Ogre’s material system is pretty smart already, and one of its many features is to automatically switch techniques based on the supportability of certain hardware features you’ve tried to use in your material. Thus, you might provide an uber-fantastic Shader Model 3 lighting model for cards that can handle it, and provide simpler implementations that will be automatically used on lower end hardware. Other uses of techniques include ‘material schemes’ (where you can define alternate pathways for your materials and associate them with particular viewports, render targets or system options - useful for HDR paths, high / low detail options etc) and level-of-detail support where you can drop the complexity of your materials in the distance automatically - however hardware fallback is probably the most common use.
However, useful though the autodetected hardware fallback feature is, we’ve all come across particular hardware combinations that affect how our materials look, but that might not be directly represented by the standard hardware caps. Things like the internal precision applied to calculations, support for filtering and blending on floating point surfaces, and other such differences. These edge cases can cause you problems on some hardware in your more advanced materials, and you may need a way to utilise your experience with particular types of hardware to influence your rendering approach, beyond the feature points that can already be detected and applied to the technique choice.
Well, now you can. In CVS HEAD, you can now use the following new directives in your material scripts: ‘gpu_vendor_rule’ and ‘gpu_device_rule’. When applied to techniques, they allow you to manually influence the ‘supportability’ detection based on vendors (NVIDIA, Intel, ATI, S3 etc), and device ‘patterns’ (e.g. ‘*8800*”). For example:
gpu_vendor_rule include ati
gpu_device_rule exclude *firegl*
That would make a technique valid only for ATI cards, but excluding FireGL variants. ‘include’ rules, if stated, require a card to match at least one of the ‘include’ rules present in that technique, and an ‘exclude’ rule will mark a technique as unsupported if the card matches any of the ‘exclude’ rules.

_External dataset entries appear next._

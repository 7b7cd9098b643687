use crate::domain::entities::ScorecardRow;
use crate::domain::error::{AppError, Result};
use crate::domain::import::FieldMap;
use sqlx::SqlitePool;

/// Scorecard rows are free-form field maps, persisted whole as JSON.
pub struct ScorecardRepository {
    pool: SqlitePool,
}

impl ScorecardRepository {
    pub fn new(pool: SqlitePool) -> Self {
        Self { pool }
    }

    pub async fn list(&self) -> Result<Vec<ScorecardRow>> {
        let rows = sqlx::query_as::<_, ScorecardEntity>(
            "SELECT id, data_json, created_at FROM scorecard_rows ORDER BY id",
        )
        .fetch_all(&self.pool)
        .await
        .map_err(|e| AppError::DatabaseError(format!("Failed to list scorecard rows: {}", e)))?;

        rows.into_iter().map(|r| r.into_row()).collect()
    }

    pub async fn get(&self, id: i64) -> Result<ScorecardRow> {
        let row = sqlx::query_as::<_, ScorecardEntity>(
            "SELECT id, data_json, created_at FROM scorecard_rows WHERE id = ?",
        )
        .bind(id)
        .fetch_optional(&self.pool)
        .await
        .map_err(|e| AppError::DatabaseError(format!("Failed to fetch scorecard row: {}", e)))?;

        match row {
            Some(row) => row.into_row(),
            None => Err(AppError::NotFound(format!("Scorecard row not found: {}", id))),
        }
    }

    pub async fn create(&self, fields: &FieldMap) -> Result<ScorecardRow> {
        let data_json = encode_fields(fields)?;
        let row = sqlx::query_as::<_, ScorecardEntity>(
            "INSERT INTO scorecard_rows (data_json) VALUES (?) RETURNING *",
        )
        .bind(&data_json)
        .fetch_one(&self.pool)
        .await
        .map_err(|e| AppError::DatabaseError(format!("Failed to create scorecard row: {}", e)))?;

        row.into_row()
    }

    pub async fn update(&self, id: i64, fields: &FieldMap) -> Result<ScorecardRow> {
        let data_json = encode_fields(fields)?;
        let row = sqlx::query_as::<_, ScorecardEntity>(
            "UPDATE scorecard_rows SET data_json = ? WHERE id = ? RETURNING *",
        )
        .bind(&data_json)
        .bind(id)
        .fetch_optional(&self.pool)
        .await
        .map_err(|e| AppError::DatabaseError(format!("Failed to update scorecard row: {}", e)))?;

        match row {
            Some(row) => row.into_row(),
            None => Err(AppError::NotFound(format!("Scorecard row not found: {}", id))),
        }
    }

    pub async fn delete(&self, id: i64) -> Result<u64> {
        let result = sqlx::query("DELETE FROM scorecard_rows WHERE id = ?")
            .bind(id)
            .execute(&self.pool)
            .await
            .map_err(|e| AppError::DatabaseError(format!("Failed to delete scorecard row: {}", e)))?;

        Ok(result.rows_affected())
    }

    pub async fn insert_imported(&self, rows: &[FieldMap]) -> Result<u64> {
        for fields in rows {
            let data_json = encode_fields(fields)?;
            sqlx::query("INSERT INTO scorecard_rows (data_json) VALUES (?)")
                .bind(&data_json)
                .execute(&self.pool)
                .await
                .map_err(|e| {
                    AppError::DatabaseError(format!("Failed to import scorecard row: {}", e))
                })?;
        }

        Ok(rows.len() as u64)
    }
}

fn encode_fields(fields: &FieldMap) -> Result<String> {
    serde_json::to_string(fields)
        .map_err(|e| AppError::Internal(format!("Failed to encode scorecard row: {}", e)))
}

// Internal entity for database mapping
#[derive(sqlx::FromRow)]
struct ScorecardEntity {
    id: i64,
    data_json: String,
    created_at: chrono::DateTime<chrono::Utc>,
}

impl ScorecardEntity {
    fn into_row(self) -> Result<ScorecardRow> {
        let fields: FieldMap = serde_json::from_str(&self.data_json).map_err(|e| {
            AppError::DatabaseError(format!("Corrupt scorecard row {}: {}", self.id, e))
        })?;

        Ok(ScorecardRow {
            id: self.id,
            fields,
            created_at: self.created_at,
        })
    }
}
use crate::domain::error::{AppError, Result};
use sqlx::sqlite::{
    SqliteConnectOptions, SqliteJournalMode, SqlitePool, SqlitePoolOptions, SqliteSynchronous,
};
use std::path::Path;
use std::str::FromStr;
use std::time::Duration;

pub async fn connect_pool(db_path: &Path) -> Result<SqlitePool> {
    let db_url = db_path_to_url(db_path)?;
    let options = SqliteConnectOptions::from_str(&db_url)
        .map_err(|e| AppError::DatabaseError(format!("Failed to parse DB URL: {}", e)))?
        .create_if_missing(true)
        .journal_mode(SqliteJournalMode::Wal)
        .synchronous(SqliteSynchronous::Normal)
        .busy_timeout(Duration::from_secs(5));

    SqlitePoolOptions::new()
        .max_connections(4)
        .acquire_timeout(Duration::from_secs(5))
        .connect_with(options)
        .await
        .map_err(|e| AppError::DatabaseError(format!("Failed to connect dashboard DB: {}", e)))
}

/// Apply the dashboard schema additively. Safe to run on every startup.
pub async fn init_dashboard_db(pool: &SqlitePool) -> Result<()> {
    let statements = [
        "CREATE TABLE IF NOT EXISTS issues (
            id INTEGER PRIMARY KEY AUTOINCREMENT,
            title TEXT NOT NULL DEFAULT '',
            description TEXT NOT NULL DEFAULT '',
            priority TEXT NOT NULL DEFAULT 'medium',
            department TEXT NOT NULL DEFAULT '',
            owner TEXT NOT NULL DEFAULT '',
            status TEXT NOT NULL DEFAULT 'open',
            created TEXT NOT NULL DEFAULT '',
            due TEXT NOT NULL DEFAULT '',
            created_at DATETIME DEFAULT CURRENT_TIMESTAMP
        )",
        "CREATE TABLE IF NOT EXISTS todos (
            id INTEGER PRIMARY KEY AUTOINCREMENT,
            title TEXT NOT NULL DEFAULT '',
            description TEXT NOT NULL DEFAULT '',
            priority TEXT NOT NULL DEFAULT 'medium',
            assignee TEXT NOT NULL DEFAULT '',
            due_date TEXT NOT NULL DEFAULT '',
            complete INTEGER NOT NULL DEFAULT 0,
            created_at DATETIME DEFAULT CURRENT_TIMESTAMP
        )",
        "CREATE TABLE IF NOT EXISTS scorecard_rows (
            id INTEGER PRIMARY KEY AUTOINCREMENT,
            data_json TEXT NOT NULL,
            created_at DATETIME DEFAULT CURRENT_TIMESTAMP
        )",
        "CREATE TABLE IF NOT EXISTS vto_items (
            id INTEGER PRIMARY KEY AUTOINCREMENT,
            section TEXT NOT NULL,
            item TEXT NOT NULL DEFAULT '',
            complete INTEGER NOT NULL DEFAULT 0,
            created_at DATETIME DEFAULT CURRENT_TIMESTAMP
        )",
    ];

    for statement in statements {
        sqlx::query(statement)
            .execute(pool)
            .await
            .map_err(|e| AppError::DatabaseError(format!("Failed to create table: {}", e)))?;
    }

    Ok(())
}

fn db_path_to_url(db_path: &Path) -> Result<String> {
    let db_path_str = db_path
        .to_str()
        .ok_or_else(|| AppError::DatabaseError("Database path is not valid UTF-8".to_string()))?;
    Ok(format!("sqlite://{}", db_path_str.replace('\\', "/")))
}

You can add as many rules of either type as you like to each technique, they just combine together - the ‘gpu_device_rule’ is the most powerful of course for doing fine-grained filtering. Of course, hardware capabilities are still detected and the above would not make a technique valid on a card that didn’t support the features used, but it can be used to filter out cards that would otherwise be considered valid based on hardware caps alone.
Ideally, you would never need to use this feature since Ogre will detect the important hardware capabilities and filter techniques for you based on that. But I think those with a lot of practical experience with the nuances of working across a range of hardware will find this useful, as a last-resort lifebelt in those sticky situations where something misbehaves on a particular set of hardware, or there’s some little trick you’d particularly like to use on a given family of cards but couldn’t before because it’s not detectable in a standardised way.
Some of you might be wondering about driver bugs. I’ve also considered adding a ‘gpu_driver_rule’ option here, although so far I haven’t, partly because of the difficulty standardising driver version numbers and comparing them, but also because driver bugs should be transient (we all hope so anyway!). It just feels a little wrong to be including workarounds that should be transient in your material assets, as compared to things that should stay fixed like vendor and device variants. If you’re in a pinch, you can already detect the driver via RenderSystemCapabilities and set a workaround up in code to cope if you need to, and I tend to feel that’s a better approach for something that should eventually become moot - you can always put a #pragma msg or something in your code to keep reminding you to check if the bug has been fixed yet. If anyone has any alternative thoughts on that, let me know.